心房細動を引き起こす原因、発症時の症状、診断・検査について解説いたします。治療方法について詳しく解説をしていますので、ぜひご覧ください。

心房細動とはどんな病気?

左右の心房は通常、洞結節と呼ばれる部位が発信する電気信号が心房壁に伝わることによって規則的に収縮、拡張し、下流にある左右の心室(全身、両肺に血液を送る部屋)に血液を送り出しています(図1)。心房やその周囲(肺静脈の付根が多い)に異常興奮する病変が出現し、洞結節の機能が抑制され、心房が1分間に350~600回、不規則かつ小刻みに痙攣する病気が心房細動です(図2)。心房細動はまれではない不整脈で、日本における患者数は約130万人、潜在的な患者数は200万人に上ると考えられています。高齢化により患者数は増加しています。女性よりも男性のほうが、約1.5倍発症しやすいという報告もあります。

心臓のしくみ① 図1-1

心臓のしくみ② 図1-2

心房細動の電気信号旋回の様子 図2

心房細動を引き起こす原因について

心房細動を引き起こす原因は、いくつかあります。
まずは加齢です。電気信号を伝える心筋が劣化し、心房の異常興奮が起きやすくなります。70代では約5%、80代では約10%の人が、心房細動を起こすと言われています。
心臓疾患が原因となる場合もあり、特発性、虚血性の心筋症、僧帽弁(左の心房と左の心室の間にある弁)疾患(=弁が狭くなったり逆流したりする)などです。
高血圧、糖尿病、呼吸器疾患、甲状腺疾患、睡眠時無呼吸症候群などの患者さんにも多くみられます。腎不全で透析を受けておられる患者さんにも多いことが知られています。
心臓手術を行なったあと20~30%の症例で、術後合併症として発作性心房細動が起こることもあります。
また、ストレス(精神的、肉体的)も発作性心房細動の引き金になるといわれています。
遺伝的な要素もあるといわれています。
糖尿病、肥満、脂質異常症などのメタボリックシンドロームも心房細動を引き起こしやすくなる要因とされています。
飲酒や喫煙も関係すると言われているため、日ごろの生活習慣や食事にも注意が必要です。

心房細動の症状について

心房細動が起こっても、半数近くの人には自覚症状がありません。
しかし、心拍が早すぎたり遅すぎたりすると、やがて心臓の機能が衰え、心臓の弁(僧帽弁や三尖弁)の逆流が悪化して、動悸や労作時息切れなどのいわゆる心不全症状が出現します。

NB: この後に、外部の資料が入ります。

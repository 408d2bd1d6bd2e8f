//! Logging utilities and configuration for csv2sql.
//!
//! Statements are written to stdout, so every log line goes to stderr.

use tracing::Level;

/// Default bound on logged cell values and column names, in bytes.
pub const DEFAULT_MAX_FIELD_LENGTH: usize = 64;

/// Logging configuration for the conversion pipeline.
#[derive(Debug, Clone, PartialEq, Eq)]
pub struct LogConfig {
    /// Level at which per-dump progress (column names, decided types) is logged
    pub progress_level: Level,
    /// Maximum length for logged values (to prevent huge logs)
    pub max_field_length: usize,
}

impl Default for LogConfig {
    fn default() -> Self {
        Self {
            progress_level: Level::INFO,
            max_field_length: DEFAULT_MAX_FIELD_LENGTH,
        }
    }
}

impl LogConfig {
    /// Creates a verbose configuration suitable for debugging pattern files.
    pub fn verbose() -> Self {
        Self {
            progress_level: Level::INFO,
            max_field_length: 1024,
        }
    }

    /// Creates a configuration that logs progress at debug level only.
    pub fn quiet() -> Self {
        Self {
            progress_level: Level::DEBUG,
            max_field_length: 32,
        }
    }

    /// Truncates a value to this configuration's field length.
    pub fn truncate(&self, value: &str) -> String {
        truncate_field(value, self.max_field_length)
    }

    /// Joins values for a single log field, truncating each one.
    pub fn summarize<S: AsRef<str>>(&self, values: &[S]) -> String {
        let items = values
            .iter()
            .map(|value| self.truncate(value.as_ref()))
            .collect::<Vec<_>>();
        format!("[{}]", items.join(", "))
    }
}

/// Logs at the level chosen by a [`LogConfig`].
#[macro_export]
macro_rules! log_progress {
    ($config:expr, $($arg:tt)*) => {{
        let level = $config.progress_level;
        if level == tracing::Level::ERROR {
            tracing::error!($($arg)*);
        } else if level == tracing::Level::WARN {
            tracing::warn!($($arg)*);
        } else if level == tracing::Level::INFO {
            tracing::info!($($arg)*);
        } else if level == tracing::Level::DEBUG {
            tracing::debug!($($arg)*);
        } else {
            tracing::trace!($($arg)*);
        }
    }};
}

/// Truncates a string to at most `max_length` bytes, on a char boundary.
pub fn truncate_field(value: &str, max_length: usize) -> String {
    if value.len() <= max_length {
        return value.to_string();
    }
    let mut end = max_length;
    while !value.is_char_boundary(end) {
        end -= 1;
    }
    format!("{}...(truncated)", &value[..end])
}

/// Subscriber setup for binaries.
pub mod setup {
    use tracing::Level;

    /// Configuration for csv2sql's logging setup.
    #[derive(Debug, Clone)]
    pub struct LoggingConfig {
        /// Log level for everything outside csv2sql
        pub level: Level,
        /// Log level for csv2sql components specifically
        pub crate_level: Level,
        /// Whether to use JSON output format
        pub json_format: bool,
        /// Environment filter override
        pub env_filter: Option<String>,
    }

    impl Default for LoggingConfig {
        fn default() -> Self {
            Self {
                level: Level::WARN,
                crate_level: Level::INFO,
                json_format: false,
                env_filter: None,
            }
        }
    }

    impl LoggingConfig {
        /// Creates a configuration for development use.
        pub fn development() -> Self {
            Self {
                level: Level::DEBUG,
                crate_level: Level::DEBUG,
                json_format: false,
                env_filter: None,
            }
        }

        /// Sets the log level for csv2sql components.
        pub fn with_crate_level(mut self, level: Level) -> Self {
            self.crate_level = level;
            self
        }

        /// Sets whether to use JSON output format.
        pub fn with_json_format(mut self, enabled: bool) -> Self {
            self.json_format = enabled;
            self
        }

        /// Sets a custom environment filter.
        pub fn with_env_filter(mut self, filter: impl Into<String>) -> Self {
            self.env_filter = Some(filter.into());
            self
        }

        /// Builds the environment filter string.
        pub fn env_filter(&self) -> String {
            if let Some(ref filter) = self.env_filter {
                filter.clone()
            } else {
                format!(
                    "{},csv2sql={},csv2sql_cli={}",
                    self.level.as_str().to_lowercase(),
                    self.crate_level.as_str().to_lowercase(),
                    self.crate_level.as_str().to_lowercase()
                )
            }
        }
    }

    /// Installs the global subscriber, writing to stderr.
    ///
    /// `RUST_LOG` takes precedence over the configured filter.
    ///
    /// # Examples
    ///
    /// ```rust,no_run
    /// use csv2sql::logging::setup::{init_logging, LoggingConfig};
    ///
    /// init_logging(LoggingConfig::default().with_json_format(true)).unwrap();
    /// ```
    pub fn init_logging(config: LoggingConfig) -> Result<(), Box<dyn std::error::Error>> {
        use tracing_subscriber::{
            layer::SubscriberExt, util::SubscriberInitExt, EnvFilter, Layer,
        };

        let env_filter = EnvFilter::try_from_default_env()
            .unwrap_or_else(|_| EnvFilter::new(config.env_filter()));

        let fmt_layer = if config.json_format {
            tracing_subscriber::fmt::layer()
                .json()
                .with_writer(std::io::stderr)
                .boxed()
        } else {
            tracing_subscriber::fmt::layer()
                .with_writer(std::io::stderr)
                .boxed()
        };

        tracing_subscriber::registry()
            .with(env_filter)
            .with(fmt_layer)
            .try_init()?;

        Ok(())
    }
}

心拍数が遅くなり過度の徐脈になると意識消失発作が出ることもあります。このため、心房細動の患者さんはペースメーカー移植が必要となる患者さんも多いです。

心房細動の人は運動をしても大丈夫か?

心房細動だからといって、全く運動をしない生活をしていると、心肺機能が低下していきます。そのため、適度な運動を行うことが大事になってきます。しかし、心房細動の方は脈が早くなりやすいため、運動の内容によっては動悸や息切れ、胸の違和感を感じやすくなります。
どの程度の運動をするべきかは、医師へ相談をして指示を仰ぐようにすることをお勧めします。

最も恐いのは脳梗塞

心房細動が持続すると脳梗塞を発症する危険性が高まります。
脳梗塞は、脳の血管を血栓(血の塊)が塞いでしまう病気です。脳の機能が損なわれ、救命できた場合でも、多くの人に重い四肢の麻痺や言語障害などが残ります。
心房細動が脳梗塞を引き起こす理由は、心房細動が続くと心房の内部で血液が淀み、もっとも血流が停滞しやすい左心耳といわれる部位に血栓(血の塊)ができ、この血栓が血流に乗って脳の血管を塞ぐからです(これを心原性脳梗塞と言います。(図3))。心房細動が起こっていると、そうでない場合と比べ約5倍、心原性脳梗塞が起こりやすいと言われています。心房細動の患者さんはうつ病や認知症にもなりやすいですが、小さな血栓による脳障害だといわれています。

心源性脳梗塞のイメージ 図3

「心房細動の症状かな?」と思った方はオンライン診療をご利用下さい。

オンライン診療

症状が深刻化する前に医師にご相談下さい。

心房細動の診断・検査

問診

まず問診で高血圧、糖尿病、素因となる心臓疾患(僧帽弁の弁膜症、心筋症など)の有無を確認します。原因疾患がある場合はその治療が大切だからです。

12誘導心電図

心電図とは、心臓内に電気信号が流れる様子をグラフ化したものです。12誘導心電図とは、ベッドに横たわり胸や手足に10個の電極を付けて測定する心電図で、数分間の記録を取ります。

24時間ホルター心電図

12誘導心電図では検出されにくい発作性心房細動が疑われるようなら、24時間ホルター心電図を用います。これは携帯型の心電図で、24時間連続した記録が取れます。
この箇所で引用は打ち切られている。